ABOUT THIS TASK:
Every line of the data that contains the string "VehicleClass" must be copied.

START SOURCE DATA

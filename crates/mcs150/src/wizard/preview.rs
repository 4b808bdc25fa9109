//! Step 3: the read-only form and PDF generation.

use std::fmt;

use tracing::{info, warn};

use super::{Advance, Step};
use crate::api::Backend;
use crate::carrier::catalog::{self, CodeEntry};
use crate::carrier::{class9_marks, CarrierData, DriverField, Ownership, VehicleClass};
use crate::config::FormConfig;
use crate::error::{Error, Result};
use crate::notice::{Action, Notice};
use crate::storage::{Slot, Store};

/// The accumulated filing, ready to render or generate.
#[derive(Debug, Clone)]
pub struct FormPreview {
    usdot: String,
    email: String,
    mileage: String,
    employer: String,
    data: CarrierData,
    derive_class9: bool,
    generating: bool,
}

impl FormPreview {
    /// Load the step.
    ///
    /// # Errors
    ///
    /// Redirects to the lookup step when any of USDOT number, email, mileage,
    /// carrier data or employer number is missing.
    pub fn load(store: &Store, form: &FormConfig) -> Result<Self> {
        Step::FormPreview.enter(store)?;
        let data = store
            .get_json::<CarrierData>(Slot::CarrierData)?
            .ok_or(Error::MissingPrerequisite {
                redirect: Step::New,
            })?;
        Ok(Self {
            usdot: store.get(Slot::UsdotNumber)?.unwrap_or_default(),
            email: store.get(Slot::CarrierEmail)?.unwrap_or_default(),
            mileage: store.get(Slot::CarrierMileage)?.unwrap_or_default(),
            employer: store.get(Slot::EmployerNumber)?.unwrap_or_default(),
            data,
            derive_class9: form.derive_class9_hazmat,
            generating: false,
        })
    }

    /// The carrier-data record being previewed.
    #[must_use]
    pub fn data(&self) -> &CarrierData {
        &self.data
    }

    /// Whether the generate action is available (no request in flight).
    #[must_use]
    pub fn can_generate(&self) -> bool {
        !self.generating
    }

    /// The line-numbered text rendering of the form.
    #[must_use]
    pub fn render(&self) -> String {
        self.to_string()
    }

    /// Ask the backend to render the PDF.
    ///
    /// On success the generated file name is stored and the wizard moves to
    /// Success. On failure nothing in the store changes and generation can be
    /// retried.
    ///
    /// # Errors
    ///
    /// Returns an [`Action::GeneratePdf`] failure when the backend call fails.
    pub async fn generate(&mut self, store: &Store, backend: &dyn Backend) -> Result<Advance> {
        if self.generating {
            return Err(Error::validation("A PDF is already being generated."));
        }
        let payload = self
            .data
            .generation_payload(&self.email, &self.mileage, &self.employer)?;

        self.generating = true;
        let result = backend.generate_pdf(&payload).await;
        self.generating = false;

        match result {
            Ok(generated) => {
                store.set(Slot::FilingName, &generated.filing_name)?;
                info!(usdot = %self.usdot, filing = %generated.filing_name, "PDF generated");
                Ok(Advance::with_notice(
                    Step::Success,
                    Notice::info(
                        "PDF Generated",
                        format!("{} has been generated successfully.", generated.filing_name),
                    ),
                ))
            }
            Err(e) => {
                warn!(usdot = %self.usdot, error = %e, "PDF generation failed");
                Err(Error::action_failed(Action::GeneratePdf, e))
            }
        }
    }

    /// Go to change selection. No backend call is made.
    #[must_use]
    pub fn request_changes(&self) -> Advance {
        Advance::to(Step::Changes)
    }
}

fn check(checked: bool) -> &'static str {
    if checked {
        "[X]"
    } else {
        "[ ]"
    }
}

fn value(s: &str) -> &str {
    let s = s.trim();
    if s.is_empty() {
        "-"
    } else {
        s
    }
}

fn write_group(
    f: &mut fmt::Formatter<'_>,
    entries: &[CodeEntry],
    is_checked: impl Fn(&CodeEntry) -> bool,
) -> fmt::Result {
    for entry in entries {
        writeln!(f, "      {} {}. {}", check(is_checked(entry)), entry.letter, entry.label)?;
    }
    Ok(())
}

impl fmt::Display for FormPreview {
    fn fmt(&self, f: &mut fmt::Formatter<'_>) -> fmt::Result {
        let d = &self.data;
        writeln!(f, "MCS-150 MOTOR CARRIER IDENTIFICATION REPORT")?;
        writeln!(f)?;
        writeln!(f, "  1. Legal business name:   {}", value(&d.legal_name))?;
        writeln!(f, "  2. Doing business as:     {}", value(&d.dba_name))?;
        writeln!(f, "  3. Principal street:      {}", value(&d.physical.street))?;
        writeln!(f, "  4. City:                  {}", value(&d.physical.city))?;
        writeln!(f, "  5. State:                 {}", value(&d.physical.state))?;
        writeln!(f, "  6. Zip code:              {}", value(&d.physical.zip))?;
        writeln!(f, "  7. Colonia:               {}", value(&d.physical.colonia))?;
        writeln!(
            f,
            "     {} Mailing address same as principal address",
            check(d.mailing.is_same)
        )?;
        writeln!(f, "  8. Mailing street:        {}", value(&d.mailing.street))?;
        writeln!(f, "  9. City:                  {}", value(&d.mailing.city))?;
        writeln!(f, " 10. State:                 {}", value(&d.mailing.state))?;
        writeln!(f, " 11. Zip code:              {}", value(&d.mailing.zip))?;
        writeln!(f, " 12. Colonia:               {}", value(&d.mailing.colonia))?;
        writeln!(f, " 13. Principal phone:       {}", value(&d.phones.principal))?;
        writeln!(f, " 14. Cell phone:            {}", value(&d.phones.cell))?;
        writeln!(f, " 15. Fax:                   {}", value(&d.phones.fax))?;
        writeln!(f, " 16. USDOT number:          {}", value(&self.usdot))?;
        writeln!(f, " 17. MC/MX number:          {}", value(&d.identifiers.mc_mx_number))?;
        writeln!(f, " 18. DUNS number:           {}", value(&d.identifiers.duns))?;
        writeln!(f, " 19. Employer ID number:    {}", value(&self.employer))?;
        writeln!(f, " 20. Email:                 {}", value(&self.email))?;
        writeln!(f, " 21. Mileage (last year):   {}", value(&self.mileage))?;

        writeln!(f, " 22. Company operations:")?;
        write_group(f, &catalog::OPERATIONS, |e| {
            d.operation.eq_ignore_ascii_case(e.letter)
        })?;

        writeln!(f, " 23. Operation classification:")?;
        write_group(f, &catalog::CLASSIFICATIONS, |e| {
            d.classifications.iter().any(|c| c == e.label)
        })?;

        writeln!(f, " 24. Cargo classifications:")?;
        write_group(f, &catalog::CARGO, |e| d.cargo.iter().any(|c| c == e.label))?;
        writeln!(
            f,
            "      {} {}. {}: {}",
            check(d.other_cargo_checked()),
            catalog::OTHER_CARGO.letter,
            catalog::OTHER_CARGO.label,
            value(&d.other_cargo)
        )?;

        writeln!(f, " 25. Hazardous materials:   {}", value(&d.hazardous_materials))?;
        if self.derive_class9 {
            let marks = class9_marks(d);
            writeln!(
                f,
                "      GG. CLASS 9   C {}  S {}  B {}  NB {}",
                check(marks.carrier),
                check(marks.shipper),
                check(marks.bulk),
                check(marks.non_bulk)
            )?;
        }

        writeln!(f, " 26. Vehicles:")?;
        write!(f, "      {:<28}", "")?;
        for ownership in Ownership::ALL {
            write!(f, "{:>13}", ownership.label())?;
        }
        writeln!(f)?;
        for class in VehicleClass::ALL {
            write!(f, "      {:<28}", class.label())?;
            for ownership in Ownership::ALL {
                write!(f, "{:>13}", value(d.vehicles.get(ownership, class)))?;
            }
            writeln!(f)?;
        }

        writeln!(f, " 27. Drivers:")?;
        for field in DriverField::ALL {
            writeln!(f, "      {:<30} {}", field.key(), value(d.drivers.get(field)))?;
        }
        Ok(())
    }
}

END SOURCE DATA
START SOURCE DATA

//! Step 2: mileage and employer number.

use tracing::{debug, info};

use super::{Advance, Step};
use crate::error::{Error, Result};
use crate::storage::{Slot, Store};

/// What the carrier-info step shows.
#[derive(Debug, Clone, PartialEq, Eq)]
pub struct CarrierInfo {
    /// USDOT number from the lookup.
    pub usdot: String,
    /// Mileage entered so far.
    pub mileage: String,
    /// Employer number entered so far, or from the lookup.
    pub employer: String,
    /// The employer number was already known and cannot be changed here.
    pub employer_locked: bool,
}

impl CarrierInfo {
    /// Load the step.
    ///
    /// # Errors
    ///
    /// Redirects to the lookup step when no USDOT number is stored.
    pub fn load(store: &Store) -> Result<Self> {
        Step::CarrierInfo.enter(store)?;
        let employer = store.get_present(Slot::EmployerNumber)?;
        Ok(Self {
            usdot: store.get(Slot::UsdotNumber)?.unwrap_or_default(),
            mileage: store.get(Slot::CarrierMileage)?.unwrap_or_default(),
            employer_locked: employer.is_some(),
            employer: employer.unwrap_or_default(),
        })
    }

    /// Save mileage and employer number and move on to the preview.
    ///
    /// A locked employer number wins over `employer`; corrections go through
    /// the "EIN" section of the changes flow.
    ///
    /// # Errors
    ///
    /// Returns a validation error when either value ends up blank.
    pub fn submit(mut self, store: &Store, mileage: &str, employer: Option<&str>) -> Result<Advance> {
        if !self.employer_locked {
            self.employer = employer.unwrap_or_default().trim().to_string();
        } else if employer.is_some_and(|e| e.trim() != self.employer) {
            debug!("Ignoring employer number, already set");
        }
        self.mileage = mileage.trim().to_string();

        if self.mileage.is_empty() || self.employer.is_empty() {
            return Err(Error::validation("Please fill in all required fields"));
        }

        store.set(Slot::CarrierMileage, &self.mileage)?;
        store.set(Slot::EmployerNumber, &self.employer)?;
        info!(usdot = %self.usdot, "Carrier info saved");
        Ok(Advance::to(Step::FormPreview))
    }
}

END SOURCE DATA

SOLUTION FOR THIS PROBLEM:
use crate::carrier::{class9_marks, CarrierData, DriverField, Ownership, VehicleClass};
        for class in VehicleClass::ALL {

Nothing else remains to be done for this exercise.